_How to complete this task:_ What is needed is a verbatim copy of all the records.
*****
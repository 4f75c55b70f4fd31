use crate::config::ADMIN_API_PATH;
use crate::model::record_type::RecordType;

/// Which root component a page path mounts.
#[derive(Debug, Clone, PartialEq, Eq)]
pub enum Page {
    Admin,
    Cards(RecordType),
    NotFound,
}

impl Page {
    /// `/admin[/...]` is the console, `/{type}[/]` a card section. The
    /// server-rendered tale pages (`/{type}/Tales/...`) are not mounted here.
    pub fn from_path(path: &str) -> Page {
        let segments: Vec<&str> = path.split('/').filter(|s| !s.is_empty()).collect();
        match segments.as_slice() {
            [first, ..] if *first == ADMIN_API_PATH.trim_start_matches('/') => Page::Admin,
            [section] => Page::Cards(RecordType::new(*section)),
            _ => Page::NotFound,
        }
    }
}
*****
_Problem solution:_
repository 4f75c55b70f4fd31
use crate::config::ADMIN_API_PATH;
use crate::model::record_type::RecordType;

/// Which root component a page path mounts.
#[derive(Debug, Clone, PartialEq, Eq)]
pub enum Page {
    Admin,
    Cards(RecordType),
    NotFound,
}

impl Page {
    /// `/admin[/...]` is the console, `/{type}[/]` a card section. The
    /// server-rendered tale pages (`/{type}/Tales/...`) are not mounted here.
    pub fn from_path(path: &str) -> Page {
        let segments: Vec<&str> = path.split('/').filter(|s| !s.is_empty()).collect();
        match segments.as_slice() {
            [first, ..] if *first == ADMIN_API_PATH.trim_start_matches('/') => Page::Admin,
            [section] => Page::Cards(RecordType::new(*section)),
            _ => Page::NotFound,
        }
    }
}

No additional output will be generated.